I get this question more than any other question. In this video I am going to give you something to think about and something to do. You have to get right to the end to find out what I want you to try.

When you have given it a go, comment below with how it went. I am keen to hear what happened!

For more about parenting from a peaceful place inside, go to http://peacefulparentingsecrets.com/

Today’s topic is about why kids don’t listen — it’s a comment I get all the time. “Ah, my kids won’t listen!” So first of all, I want us to reflect a little bit upon when we listen and when we don’t listen to people.

If someone is going on and on and on and on about something, do we listen? Or do we tune out, do we start listening but then we get to a point where we just glaze over?

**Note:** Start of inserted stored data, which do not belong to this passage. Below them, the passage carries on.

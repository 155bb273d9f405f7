/// In-memory backend implementing every store trait.
///
/// Backs the test suite and lightweight embedding; all maps sit behind one
/// async `RwLock`, so each trait call is a single atomic step exactly like a
/// single statement against Postgres.
use std::cmp::Ordering;
use std::collections::HashMap;

use async_trait::async_trait;
use tokio::sync::RwLock;
use uuid::Uuid;

use crate::domain::models::{
    Comment, Like, LikeTarget, SortDirection, Subscription, Tweet, User, Video, VideoSortField,
};
use crate::error::ServiceResult;
use crate::repository::traits::{
    CommentStore, LikeStore, OwnerResolver, SubscriptionStore, TweetStore, UserStore, VideoStore,
};

#[derive(Default)]
struct Collections {
    users: HashMap<Uuid, User>,
    videos: HashMap<Uuid, Video>,
    tweets: HashMap<Uuid, Tweet>,
    comments: HashMap<Uuid, Comment>,
    likes: Vec<Like>,
    subscriptions: Vec<Subscription>,
}

#[derive(Default)]
pub struct MemoryStore {
    inner: RwLock<Collections>,
}

impl MemoryStore {
    pub fn new() -> Self {
        Self::default()
    }
}

#[async_trait]
impl UserStore for MemoryStore {
    async fn insert_user(&self, user: &User) -> ServiceResult<()> {
        self.inner.write().await.users.insert(user.id, user.clone());
        Ok(())
    }

    async fn find_user(&self, id: Uuid) -> ServiceResult<Option<User>> {
        Ok(self.inner.read().await.users.get(&id).cloned())
    }

    async fn find_user_by_username(&self, username: &str) -> ServiceResult<Option<User>> {
        let inner = self.inner.read().await;
        Ok(inner.users.values().find(|u| u.username == username).cloned())
    }
}

#[async_trait]
impl VideoStore for MemoryStore {
    async fn insert_video(&self, video: &Video) -> ServiceResult<()> {
        self.inner
            .write()
            .await
            .videos
            .insert(video.id, video.clone());
        Ok(())
    }

    async fn find_video(&self, id: Uuid) -> ServiceResult<Option<Video>> {
        Ok(self.inner.read().await.videos.get(&id).cloned())
    }

    async fn update_video(&self, video: &Video) -> ServiceResult<()> {
        let mut inner = self.inner.write().await;
        if let Some(stored) = inner.videos.get_mut(&video.id) {
            stored.title = video.title.clone();
            stored.description = video.description.clone();
            stored.thumbnail = video.thumbnail.clone();
            stored.is_published = video.is_published;
            stored.updated_at = chrono::Utc::now();
        }
        Ok(())
    }

    async fn delete_video(&self, id: Uuid) -> ServiceResult<bool> {
        Ok(self.inner.write().await.videos.remove(&id).is_some())
    }

    async fn record_view(&self, id: Uuid) -> ServiceResult<()> {
        if let Some(video) = self.inner.write().await.videos.get_mut(&id) {
            video.views += 1;
        }
        Ok(())
    }

    async fn videos_by_owner(&self, owner_id: Uuid) -> ServiceResult<Vec<Video>> {
        let inner = self.inner.read().await;
        let mut videos: Vec<Video> = inner
            .videos
            .values()
            .filter(|v| v.owner_id == owner_id)
            .cloned()
            .collect();
        videos.sort_by(|a, b| b.created_at.cmp(&a.created_at));
        Ok(videos)
    }

    async fn videos_page(
        &self,
        owner_id: Uuid,
        sort_by: VideoSortField,
        direction: SortDirection,
        offset: i64,
        limit: i64,
    ) -> ServiceResult<Vec<Video>> {
        let inner = self.inner.read().await;
        let mut videos: Vec<Video> = inner
            .videos
            .values()
            .filter(|v| v.owner_id == owner_id)
            .cloned()
            .collect();

        videos.sort_by(|a, b| {
            let ord = match sort_by {
                VideoSortField::CreatedAt => a.created_at.cmp(&b.created_at),
                VideoSortField::Title => a.title.cmp(&b.title),
                VideoSortField::Views => a.views.cmp(&b.views),
                VideoSortField::Duration => {
                    a.duration.partial_cmp(&b.duration).unwrap_or(Ordering::Equal)
                }
            };
            match direction {
                SortDirection::Ascending => ord,
                SortDirection::Descending => ord.reverse(),
            }
        });

        Ok(videos
            .into_iter()
            .skip(offset.max(0) as usize)
            .take(limit.max(0) as usize)
            .collect())
    }

    async fn owner_totals(&self, owner_id: Uuid) -> ServiceResult<(i64, i64)> {
        let inner = self.inner.read().await;
        let mut count = 0i64;
        let mut views = 0i64;
        for video in inner.videos.values().filter(|v| v.owner_id == owner_id) {
            count += 1;
            views += video.views;
        }
        Ok((count, views))
    }
}

#[async_trait]
impl TweetStore for MemoryStore {
    async fn insert_tweet(&self, tweet: &Tweet) -> ServiceResult<()> {
        self.inner
            .write()
            .await
            .tweets
            .insert(tweet.id, tweet.clone());
        Ok(())
    }

    async fn find_tweet(&self, id: Uuid) -> ServiceResult<Option<Tweet>> {
        Ok(self.inner.read().await.tweets.get(&id).cloned())
    }

    async fn update_tweet(&self, tweet: &Tweet) -> ServiceResult<()> {
        let mut inner = self.inner.write().await;
        if let Some(stored) = inner.tweets.get_mut(&tweet.id) {
            stored.content = tweet.content.clone();
            stored.updated_at = chrono::Utc::now();
        }
        Ok(())
    }

    async fn delete_tweet(&self, id: Uuid) -> ServiceResult<bool> {
        Ok(self.inner.write().await.tweets.remove(&id).is_some())
    }

    async fn tweets_by_owner(&self, owner_id: Uuid) -> ServiceResult<Vec<Tweet>> {
        let inner = self.inner.read().await;
        let mut tweets: Vec<Tweet> = inner
            .tweets
            .values()
            .filter(|t| t.owner_id == owner_id)
            .cloned()
            .collect();
        tweets.sort_by(|a, b| b.created_at.cmp(&a.created_at));
        Ok(tweets)
    }
}

#[async_trait]
impl CommentStore for MemoryStore {
    async fn insert_comment(&self, comment: &Comment) -> ServiceResult<()> {
        self.inner
            .write()
            .await
            .comments
            .insert(comment.id, comment.clone());
        Ok(())
    }

    async fn find_comment(&self, id: Uuid) -> ServiceResult<Option<Comment>> {
        Ok(self.inner.read().await.comments.get(&id).cloned())
    }

    async fn update_comment(&self, comment: &Comment) -> ServiceResult<()> {
        let mut inner = self.inner.write().await;
        if let Some(stored) = inner.comments.get_mut(&comment.id) {
            stored.content = comment.content.clone();
            stored.updated_at = chrono::Utc::now();
        }
        Ok(())
    }

    async fn delete_comment(&self, id: Uuid) -> ServiceResult<bool> {
        Ok(self.inner.write().await.comments.remove(&id).is_some())
    }

    async fn comments_for_video(
        &self,
        video_id: Uuid,
        offset: i64,
        limit: i64,
    ) -> ServiceResult<Vec<Comment>> {
        let inner = self.inner.read().await;
        let mut comments: Vec<Comment> = inner
            .comments
            .values()
            .filter(|c| c.video_id == video_id)
            .cloned()
            .collect();
        comments.sort_by(|a, b| a.created_at.cmp(&b.created_at));
        Ok(comments
            .into_iter()
            .skip(offset.max(0) as usize)
            .take(limit.max(0) as usize)
            .collect())
    }
}

#[async_trait]
impl LikeStore for MemoryStore {
    async fn insert_like_if_absent(&self, like: &Like) -> ServiceResult<bool> {
        let target = like.target();
        let mut inner = self.inner.write().await;
        let exists = inner
            .likes
            .iter()
            .any(|l| l.liked_by == like.liked_by && l.target() == target);
        if exists {
            return Ok(false);
        }
        inner.likes.push(like.clone());
        Ok(true)
    }

    async fn delete_like_if_present(
        &self,
        liked_by: Uuid,
        target: LikeTarget,
    ) -> ServiceResult<bool> {
        let mut inner = self.inner.write().await;
        let before = inner.likes.len();
        inner
            .likes
            .retain(|l| !(l.liked_by == liked_by && l.target() == Some(target)));
        Ok(inner.likes.len() < before)
    }

    async fn all_likes(&self) -> ServiceResult<Vec<Like>> {
        Ok(self.inner.read().await.likes.clone())
    }

    async fn liked_videos(&self, liked_by: Uuid) -> ServiceResult<Vec<Like>> {
        let inner = self.inner.read().await;
        let mut likes: Vec<Like> = inner
            .likes
            .iter()
            .filter(|l| l.liked_by == liked_by && l.video_id.is_some())
            .cloned()
            .collect();
        likes.sort_by(|a, b| b.created_at.cmp(&a.created_at));
        Ok(likes)
    }
}

#[async_trait]
impl SubscriptionStore for MemoryStore {
    async fn insert_subscription_if_absent(&self, edge: &Subscription) -> ServiceResult<bool> {
        let mut inner = self.inner.write().await;
        let exists = inner
            .subscriptions
            .iter()
            .any(|s| s.subscriber_id == edge.subscriber_id && s.channel_id == edge.channel_id);
        if exists {
            return Ok(false);
        }
        inner.subscriptions.push(edge.clone());
        Ok(true)
    }

    async fn delete_subscription_if_present(
        &self,
        subscriber_id: Uuid,
        channel_id: Uuid,
    ) -> ServiceResult<bool> {
        let mut inner = self.inner.write().await;
        let before = inner.subscriptions.len();
        inner
            .subscriptions
            .retain(|s| !(s.subscriber_id == subscriber_id && s.channel_id == channel_id));
        Ok(inner.subscriptions.len() < before)
    }

    async fn subscription_exists(
        &self,
        subscriber_id: Uuid,
        channel_id: Uuid,
    ) -> ServiceResult<bool> {
        let inner = self.inner.read().await;
        Ok(inner
            .subscriptions
            .iter()
            .any(|s| s.subscriber_id == subscriber_id && s.channel_id == channel_id))
    }

    async fn subscribers_of(&self, channel_id: Uuid) -> ServiceResult<Vec<Uuid>> {
        let inner = self.inner.read().await;
        Ok(inner
            .subscriptions
            .iter()
            .filter(|s| s.channel_id == channel_id)
            .map(|s| s.subscriber_id)
            .collect())
    }

    async fn channels_of(&self, subscriber_id: Uuid) -> ServiceResult<Vec<Uuid>> {
        let inner = self.inner.read().await;
        Ok(inner
            .subscriptions
            .iter()
            .filter(|s| s.subscriber_id == subscriber_id)
            .map(|s| s.channel_id)
            .collect())
    }

    async fn count_subscribers(&self, channel_id: Uuid) -> ServiceResult<i64> {
        let inner = self.inner.read().await;
        Ok(inner
            .subscriptions
            .iter()
            .filter(|s| s.channel_id == channel_id)
            .count() as i64)
    }

    async fn count_subscriptions(&self, subscriber_id: Uuid) -> ServiceResult<i64> {
        let inner = self.inner.read().await;
        Ok(inner
            .subscriptions
            .iter()
            .filter(|s| s.subscriber_id == subscriber_id)
            .count() as i64)
    }
}

#[async_trait]
impl OwnerResolver for MemoryStore {
    async fn resolve_owner(&self, target: LikeTarget) -> ServiceResult<Option<Uuid>> {
        let inner = self.inner.read().await;
        let owner = match target {
            LikeTarget::Video(id) => inner.videos.get(&id).map(|v| v.owner_id),
            LikeTarget::Comment(id) => inner.comments.get(&id).map(|c| c.owner_id),
            LikeTarget::Tweet(id) => inner.tweets.get(&id).map(|t| t.owner_id),
        };
        Ok(owner)
    }
}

The other thing I would like us to think about is, if somebody comes and they’re very stern, upset, and very cross with us — do we feel like listening and jumping to and doing exactly what they ask us to do? What about when we’re bribed or threatened? If someone comes up to you and says to you, “Look, if you get on and get the housework done then I’ll take you out to dinner,” — like if our husband was to say that to us, would we feel that that was the right way to be spoken to? Or would we feel threatened — you know, that if we didn’t do what we were meant to do, that there would be these consequences?

If we think about it as adults, we’ll come to realize that a lot of the way we’re communicating with our children is not really helping them listen, or helping them do what we want them to do. We have to remember, it’s us that want them to do something. If they’re in the middle of something and we want them to go and set the table, wash the dishes, make their bed, any of those sorts of things — do you think that their first reaction is going to be, “Oh goodie, let’s go and do what we’re supposed to do”?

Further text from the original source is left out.